**AIM OF THE EXERCISE:** What you return should be each line of the data containing the string "EngineTime".

**RECORDS TO USE:**

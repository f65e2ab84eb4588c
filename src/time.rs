// SPDX-License-Identifier: Apache-2.0
//
// Licensed under the Apache License, Version 2.0 (the "License");
// you may not use this file except in compliance with the License.
// You may obtain a copy of the License at
//
// 	http://www.apache.org/licenses/LICENSE-2.0
//
// Unless required by applicable law or agreed to in writing, software
// distributed under the License is distributed on an "AS IS" BASIS,
// WITHOUT WARRANTIES OR CONDITIONS OF ANY KIND, either express or implied.
// See the License for the specific language governing permissions and
// limitations under the License.

//! The engine time (tick) type.
//!
//! Spec §5: strictly monotone between ticks; a cursor's `current_time` is
//! captured at construction and immutable for that cursor's lifetime.

/// A scheduler-assigned tick. Strictly monotone across ticks for a given graph.
pub type EngineTime = i64;

/// The sentinel "never modified" timestamp (spec §3.2 invariant 2).
pub const MIN_TIME: EngineTime = EngineTime::MIN;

**ANSWER TO THE EXERCISE:**
pub type EngineTime = i64;
pub const MIN_TIME: EngineTime = EngineTime::MIN;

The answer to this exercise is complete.